Find every line in the entries that holds the string "price" and report it.

+ + + + +

// src/telemetry.rs

use std::time::Duration;

use prometheus::{
    Encoder, HistogramOpts, HistogramVec, IntCounterVec, IntGauge, Opts, Registry, TextEncoder,
};
use tracing_subscriber::{EnvFilter, layer::SubscriberExt, util::SubscriberInitExt};

use crate::config::LogFormat;

// ---
// Logging
// ---

/// Installs the global subscriber. Only the binary calls this; library code
/// and tests just emit events.
pub fn init_tracing(format: LogFormat, local_debug: bool) {
    let default_directive = if local_debug {
        "store_service=debug,tower_http=debug"
    } else {
        "store_service=info,tower_http=info"
    };
    let filter =
        EnvFilter::try_from_default_env().unwrap_or_else(|_| EnvFilter::new(default_directive));

    let registry = tracing_subscriber::registry().with(filter);
    match format {
        LogFormat::Json => registry
            .with(tracing_subscriber::fmt::layer().json().with_current_span(true))
            .init(),
        LogFormat::Compact => registry
            .with(tracing_subscriber::fmt::layer().with_target(false).compact())
            .init(),
    }
}

// ---
// Metrics
// ---

/// Receives one observation per store operation and per RPC call.
pub trait MetricsSink: Send + Sync {
    fn record_success(&self, operation: &'static str, elapsed: Duration);
    fn record_error(&self, operation: &'static str, elapsed: Duration);
    /// An RPC entered the service. Always paired with `rpc_finished`.
    fn rpc_started(&self);
    fn rpc_finished(&self, service: &str, method: &str, status_code: &str, elapsed: Duration);
    /// Text exposition for `/metrics`; empty when nothing is collected.
    fn render(&self) -> String;
}

#[derive(Debug, Default, Clone, Copy)]
pub struct NoopMetrics;

impl MetricsSink for NoopMetrics {
    fn record_success(&self, _operation: &'static str, _elapsed: Duration) {}
    fn record_error(&self, _operation: &'static str, _elapsed: Duration) {}
    fn rpc_started(&self) {}
    fn rpc_finished(&self, _service: &str, _method: &str, _status_code: &str, _elapsed: Duration) {}
    fn render(&self) -> String {
        String::new()
    }
}

/// Store and RPC series on a private registry.
#[derive(Clone)]
pub struct PrometheusMetrics {
    registry: Registry,
    operations: IntCounterVec,
    errors: IntCounterVec,
    duration: HistogramVec,
    calls: IntCounterVec,
    call_duration: HistogramVec,
    in_flight: IntGauge,
}

impl PrometheusMetrics {
    pub fn new() -> Result<Self, prometheus::Error> {
        let registry = Registry::new();

        let operations = IntCounterVec::new(
            Opts::new("store_operations_total", "Total number of store operations"),
            &["operation"],
        )?;
        let errors = IntCounterVec::new(
            Opts::new("store_operation_errors_total", "Total number of store operation errors"),
            &["operation"],
        )?;
        let duration = HistogramVec::new(
            HistogramOpts::new(
                "store_operation_duration_seconds",
                "Store operation duration in seconds",
            ),
            &["operation"],
        )?;

        let calls = IntCounterVec::new(
            Opts::new("grpc_server_calls_total", "Total number of RPC calls"),
            &["service", "method", "status_code"],
        )?;
        let call_duration = HistogramVec::new(
            HistogramOpts::new(
                "grpc_server_call_duration_seconds",
                "RPC call duration in seconds",
            ),
            &["service", "method"],
        )?;
        let in_flight = IntGauge::new(
            "grpc_server_calls_in_flight",
            "Number of RPC calls currently being served",
        )?;

        registry.register(Box::new(operations.clone()))?;
        registry.register(Box::new(errors.clone()))?;
        registry.register(Box::new(duration.clone()))?;
        registry.register(Box::new(calls.clone()))?;
        registry.register(Box::new(call_duration.clone()))?;
        registry.register(Box::new(in_flight.clone()))?;

        Ok(Self {
            registry,
            operations,
            errors,
            duration,
            calls,
            call_duration,
            in_flight,
        })
    }
}

impl MetricsSink for PrometheusMetrics {
    fn record_success(&self, operation: &'static str, elapsed: Duration) {
        self.operations.with_label_values(&[operation]).inc();
        self.duration
            .with_label_values(&[operation])
            .observe(elapsed.as_secs_f64());
    }

    fn record_error(&self, operation: &'static str, elapsed: Duration) {
        self.operations.with_label_values(&[operation]).inc();
        self.errors.with_label_values(&[operation]).inc();
        self.duration
            .with_label_values(&[operation])
            .observe(elapsed.as_secs_f64());
    }

    fn rpc_started(&self) {
        self.in_flight.inc();
    }

    fn rpc_finished(&self, service: &str, method: &str, status_code: &str, elapsed: Duration) {
        self.in_flight.dec();
        self.calls
            .with_label_values(&[service, method, status_code])
            .inc();
        self.call_duration
            .with_label_values(&[service, method])
            .observe(elapsed.as_secs_f64());
    }

    fn render(&self) -> String {
        let mut buffer = Vec::new();
        if let Err(err) = TextEncoder::new().encode(&self.registry.gather(), &mut buffer) {
            tracing::error!(error = %err, "failed to encode metrics");
            return String::new();
        }
        String::from_utf8(buffer).unwrap_or_default()
    }
}

#[cfg(test)]
mod tests {
    use super::*;

    #[test]
    fn prometheus_sink_renders_store_series() {
        let metrics = PrometheusMetrics::new().unwrap();
        metrics.record_success("create", Duration::from_millis(3));
        metrics.record_error("get", Duration::from_millis(1));

        let text = metrics.render();
        assert!(text.contains(r#"store_operations_total{operation="create"} 1"#));
        assert!(text.contains(r#"store_operation_errors_total{operation="get"} 1"#));
        assert!(text.contains("store_operation_duration_seconds_bucket"));
    }

    #[test]
    fn prometheus_sink_renders_rpc_series() {
        let metrics = PrometheusMetrics::new().unwrap();
        metrics.rpc_started();
        metrics.rpc_started();
        assert!(metrics.render().contains("grpc_server_calls_in_flight 2"));

        metrics.rpc_finished("store.v1.StoreService", "GetItem", "NOT_FOUND", Duration::from_millis(2));
        metrics.rpc_finished("store.v1.StoreService", "GetItem", "OK", Duration::from_millis(1));

        let text = metrics.render();
        assert!(text.contains("grpc_server_calls_in_flight 0"));
        let calls: Vec<&str> = text
            .lines()
            .filter(|line| line.starts_with("grpc_server_calls_total{"))
            .collect();
        assert_eq!(calls.len(), 2);
        assert!(calls.iter().all(|line| line.contains(r#"method="GetItem""#)
            && line.contains(r#"service="store.v1.StoreService""#)
            && line.ends_with(" 1")));
        assert!(calls.iter().any(|line| line.contains(r#"status_code="NOT_FOUND""#)));
        assert!(calls.iter().any(|line| line.contains(r#"status_code="OK""#)));
        assert!(text.contains("grpc_server_call_duration_seconds_count{"));
    }

    #[test]
    fn separate_sinks_do_not_share_a_registry() {
        let a = PrometheusMetrics::new().unwrap();
        let b = PrometheusMetrics::new().unwrap();
        a.record_success("list_items", Duration::ZERO);
        assert!(!b.render().contains(r#"operation="list_items""#));
    }
}
pub mod table;
pub use table::{ItemChange, ItemTable, PageRequest, RawPage, TableError};
pub mod memory_table;
pub use memory_table::MemoryTable;
pub mod dynamo_table;
pub use dynamo_table::DynamoTable;
pub mod pg_table;
pub use pg_table::PgTable;
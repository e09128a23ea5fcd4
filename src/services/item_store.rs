// src/services/item_store.rs

use std::sync::Arc;

use rust_decimal::Decimal;

use crate::{
    common::{
        clock::{Clock, SystemClock},
        error::StoreError,
        ids::{IdGenerator, UuidGenerator},
        page_token,
        retry::RetryPolicy,
    },
    db::{
        ItemChange, ItemTable, PageRequest, TableError,
        table::{ReplaceFields, adjusted_count},
    },
    models::item::{
        ITEM_KEY_PREFIX, InventoryAdjustment, Item, ItemKey, ItemPage, ItemStatus, ItemUpdate,
        ListQuery, NewItem, partition_key,
    },
};

pub const DEFAULT_PAGE_SIZE: i32 = 100;
pub const MAX_PAGE_SIZE: i32 = 1000;

// Conditional adjustments that lose a race against another writer are
// attempted again this many times in total.
const ADJUST_ATTEMPTS: u32 = 3;

/// `<= 0` falls back to the default, anything above the maximum is capped.
pub fn normalize_page_size(page_size: i32) -> i32 {
    if page_size <= 0 {
        DEFAULT_PAGE_SIZE
    } else {
        page_size.min(MAX_PAGE_SIZE)
    }
}

#[derive(Debug, Clone, Copy)]
pub struct ListConfig {
    /// Raw table pages a single listing may read while filling one page.
    pub max_scan_pages: u32,
}

impl Default for ListConfig {
    fn default() -> Self {
        Self { max_scan_pages: 10 }
    }
}

fn infrastructure(
    operation: &'static str,
    tenant_id: i64,
    item_id: &str,
) -> impl FnOnce(TableError) -> StoreError {
    let item_id = item_id.to_owned();
    move |source| StoreError::Infrastructure {
        operation,
        tenant_id,
        item_id,
        source,
    }
}

fn not_found(tenant_id: i64, item_id: &str) -> StoreError {
    tracing::warn!(tenant_id, item_id, "item not found");
    StoreError::ItemNotFound {
        tenant_id,
        item_id: item_id.to_owned(),
    }
}

fn check_fields(name: &str, price: Decimal, inventory_count: i32) -> Result<(), StoreError> {
    if name.trim().is_empty() {
        return Err(StoreError::InvalidInput("name is required".into()));
    }
    if price.is_sign_negative() && !price.is_zero() {
        return Err(StoreError::InvalidInput("price cannot be negative".into()));
    }
    if inventory_count < 0 {
        return Err(StoreError::InvalidInput(
            "inventory_count cannot be negative".into(),
        ));
    }
    Ok(())
}

/// Tenant-scoped item CRUD over a partition/sort-key table.
#[derive(Clone)]
pub struct ItemStore {
    table: Arc<dyn ItemTable>,
    clock: Arc<dyn Clock>,
    ids: Arc<dyn IdGenerator>,
    list: ListConfig,
    retry: RetryPolicy,
}

impl ItemStore {
    pub fn new(table: Arc<dyn ItemTable>) -> Self {
        Self {
            table,
            clock: Arc::new(SystemClock),
            ids: Arc::new(UuidGenerator),
            list: ListConfig::default(),
            retry: RetryPolicy::default(),
        }
    }

    pub fn with_clock(mut self, clock: Arc<dyn Clock>) -> Self {
        self.clock = clock;
        self
    }

    pub fn with_ids(mut self, ids: Arc<dyn IdGenerator>) -> Self {
        self.ids = ids;
        self
    }

    pub fn with_list_config(mut self, list: ListConfig) -> Self {
        self.list = list;
        self
    }

    pub fn with_retry(mut self, retry: RetryPolicy) -> Self {
        self.retry = retry;
        self
    }

    pub fn backend(&self) -> &'static str {
        self.table.backend()
    }

    // --- CREATE ---
    #[tracing::instrument(skip(self, new_item))]
    pub async fn create_item(&self, tenant_id: i64, new_item: NewItem) -> Result<Item, StoreError> {
        check_fields(&new_item.name, new_item.price, new_item.inventory_count)?;

        let now = self.clock.now();
        let item = Item {
            item_id: self.ids.next_id(),
            tenant_id,
            name: new_item.name,
            description: new_item.description,
            price: new_item.price,
            category: new_item.category,
            status: ItemStatus::Active,
            sku: new_item.sku,
            inventory_count: new_item.inventory_count,
            tags: new_item.tags,
            created_at: now,
            updated_at: now,
            updated_by: new_item.created_by.clone(),
            created_by: new_item.created_by,
        };

        self.table
            .put(&(&item).into())
            .await
            .map_err(infrastructure("create_item", tenant_id, &item.item_id))?;

        tracing::info!(item_id = %item.item_id, "item created");
        Ok(item)
    }

    // --- READ ---
    #[tracing::instrument(skip(self))]
    pub async fn get_item(&self, tenant_id: i64, item_id: &str) -> Result<Item, StoreError> {
        let key = ItemKey::new(tenant_id, item_id);
        let record = self
            .retry
            .run("get_item", || self.table.get(&key))
            .await
            .map_err(infrastructure("get_item", tenant_id, item_id))?
            .ok_or_else(|| not_found(tenant_id, item_id))?;

        let item = Item::try_from(record).map_err(|e| {
            infrastructure("get_item", tenant_id, item_id)(TableError::Decode(e.to_string()))
        })?;

        tracing::debug!("item retrieved");
        Ok(item)
    }

    // --- UPDATE (full replace) ---
    #[tracing::instrument(skip(self, update))]
    pub async fn update_item(
        &self,
        tenant_id: i64,
        item_id: &str,
        update: ItemUpdate,
    ) -> Result<Item, StoreError> {
        check_fields(&update.name, update.price, update.inventory_count)?;

        let change = ItemChange::Replace(ReplaceFields {
            name: update.name,
            description: update.description,
            price: update.price,
            category: update.category.code(),
            status: update.status.code(),
            sku: update.sku,
            inventory_count: update.inventory_count,
            tags: update.tags,
            updated_at: self.clock.now(),
            updated_by: update.updated_by,
        });

        self.apply_existing("update_item", tenant_id, item_id, &change)
            .await?;
        tracing::info!("item updated");

        self.get_item(tenant_id, item_id).await
    }

    // --- DELETE (soft) ---
    #[tracing::instrument(skip(self))]
    pub async fn delete_item(&self, tenant_id: i64, item_id: &str) -> Result<(), StoreError> {
        let change = ItemChange::Discontinue {
            updated_at: self.clock.now(),
        };
        self.apply_existing("delete_item", tenant_id, item_id, &change)
            .await?;

        tracing::info!("item discontinued");
        Ok(())
    }

    async fn apply_existing(
        &self,
        operation: &'static str,
        tenant_id: i64,
        item_id: &str,
        change: &ItemChange,
    ) -> Result<(), StoreError> {
        let key = ItemKey::new(tenant_id, item_id);
        match self.table.apply(&key, change).await {
            Ok(_) => Ok(()),
            Err(TableError::ConditionFailed) => Err(not_found(tenant_id, item_id)),
            Err(err) => Err(infrastructure(operation, tenant_id, item_id)(err)),
        }
    }

    // --- LIST ---
    /// Reads raw table pages until `page_size` items match the filters, the
    /// partition runs out, or the scan budget is spent. The returned token
    /// resumes right after the last record evaluated for this page.
    #[tracing::instrument(skip(self, query))]
    pub async fn list_items(&self, tenant_id: i64, query: ListQuery) -> Result<ItemPage, StoreError> {
        let page_size = normalize_page_size(query.page_size);
        if !query.search_query.is_empty() {
            tracing::debug!(search_query = %query.search_query, "search query is not applied");
        }

        let mut start = match query.page_token.as_deref() {
            Some(token) if !token.is_empty() => Some(
                page_token::decode(token, tenant_id).map_err(|e| {
                    StoreError::InvalidInput(format!("invalid page token: {e}"))
                })?,
            ),
            _ => None,
        };

        let wanted = usize::try_from(page_size).unwrap_or(1);
        let mut items = Vec::with_capacity(wanted);
        let mut resume_after = None;

        for _ in 0..self.list.max_scan_pages.max(1) {
            let request = PageRequest {
                pk: partition_key(tenant_id),
                sk_prefix: ITEM_KEY_PREFIX.to_string(),
                limit: page_size,
                exclusive_start: start.clone(),
            };
            let raw = self
                .retry
                .run("list_items", || self.table.query(&request))
                .await
                .map_err(infrastructure("list_items", tenant_id, ""))?;

            let mut rows = raw.rows.into_iter();
            let mut filled_at = None;
            for row in rows.by_ref() {
                let record = match row {
                    Ok(record) => record,
                    Err(failure) => {
                        tracing::warn!(sk = ?failure.sk, reason = %failure.reason, "skipping undecodable item record");
                        continue;
                    }
                };
                let sk = record.sk.clone();
                let item = match Item::try_from(record) {
                    Ok(item) => item,
                    Err(err) => {
                        tracing::warn!(sk = %sk, reason = %err, "skipping undecodable item record");
                        continue;
                    }
                };

                if query.category.matches(item.category) && query.status.matches(item.status) {
                    items.push(item);
                    if items.len() == wanted {
                        filled_at = Some(sk);
                        break;
                    }
                }
            }

            if let Some(sk) = filled_at {
                let more = !rows.as_slice().is_empty() || raw.last_evaluated.is_some();
                resume_after = more.then_some(sk);
                break;
            }

            match raw.last_evaluated {
                Some(sk) => {
                    start = Some(sk.clone());
                    resume_after = Some(sk);
                }
                None => {
                    resume_after = None;
                    break;
                }
            }
        }

        let next_page_token = resume_after.map(|sk| page_token::encode(tenant_id, &sk));
        let returned_count = i32::try_from(items.len()).unwrap_or(i32::MAX);
        tracing::debug!(returned_count, has_more = next_page_token.is_some(), "items listed");

        Ok(ItemPage {
            has_more: next_page_token.is_some(),
            items,
            next_page_token,
            returned_count,
        })
    }

    // --- INVENTORY ---
    /// Adds `quantity_change` to the stored count in one conditional write.
    /// Fails with `InsufficientInventory` (carrying the current count) when
    /// the result would be negative, and writes nothing in that case.
    #[tracing::instrument(skip(self, updated_by))]
    pub async fn update_inventory(
        &self,
        tenant_id: i64,
        item_id: &str,
        quantity_change: i32,
        reason: &str,
        updated_by: &str,
    ) -> Result<InventoryAdjustment, StoreError> {
        let key = ItemKey::new(tenant_id, item_id);

        let mut attempt = 1;
        let previous_count = loop {
            let change = ItemChange::AdjustInventory {
                delta: quantity_change,
                updated_at: self.clock.now(),
                updated_by: updated_by.to_owned(),
            };

            match self.table.apply(&key, &change).await {
                Ok(before) => break before.inventory_count,
                Err(TableError::ConditionFailed) => {}
                Err(err) => {
                    return Err(infrastructure("update_inventory", tenant_id, item_id)(err));
                }
            }

            // The condition failed: find out whether the item is missing or
            // the count is out of range.
            let current = self.get_item(tenant_id, item_id).await?.inventory_count;
            let next = i64::from(current) + i64::from(quantity_change);
            if next > i64::from(i32::MAX) {
                return Err(StoreError::InvalidInput(format!(
                    "inventory count would overflow: current {current}, change {quantity_change}"
                )));
            }
            if adjusted_count(current, quantity_change).is_none() {
                tracing::warn!(
                    previous_count = current,
                    reason,
                    "insufficient inventory"
                );
                return Err(StoreError::InsufficientInventory {
                    previous_count: current,
                    quantity_change,
                });
            }
            // Another writer moved the count in between; the change fits now.
            if attempt >= ADJUST_ATTEMPTS {
                tracing::warn!(attempts = attempt, "inventory adjustment kept losing to concurrent writes");
                return Err(StoreError::Contention {
                    tenant_id,
                    item_id: item_id.to_owned(),
                    attempts: attempt,
                });
            }
            attempt += 1;
        };

        let item = self.get_item(tenant_id, item_id).await?;
        tracing::info!(
            previous_count,
            new_count = item.inventory_count,
            reason,
            "inventory updated"
        );

        Ok(InventoryAdjustment {
            item,
            previous_count,
        })
    }
}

+ + + + +

• [Exercise output]:
fn check_fields(name: &str, price: Decimal, inventory_count: i32) -> Result<(), StoreError> {
    if price.is_sign_negative() && !price.is_zero() {
        return Err(StoreError::InvalidInput("price cannot be negative".into()));
        check_fields(&new_item.name, new_item.price, new_item.inventory_count)?;
            price: new_item.price,
        check_fields(&update.name, update.price, update.inventory_count)?;
            price: update.price,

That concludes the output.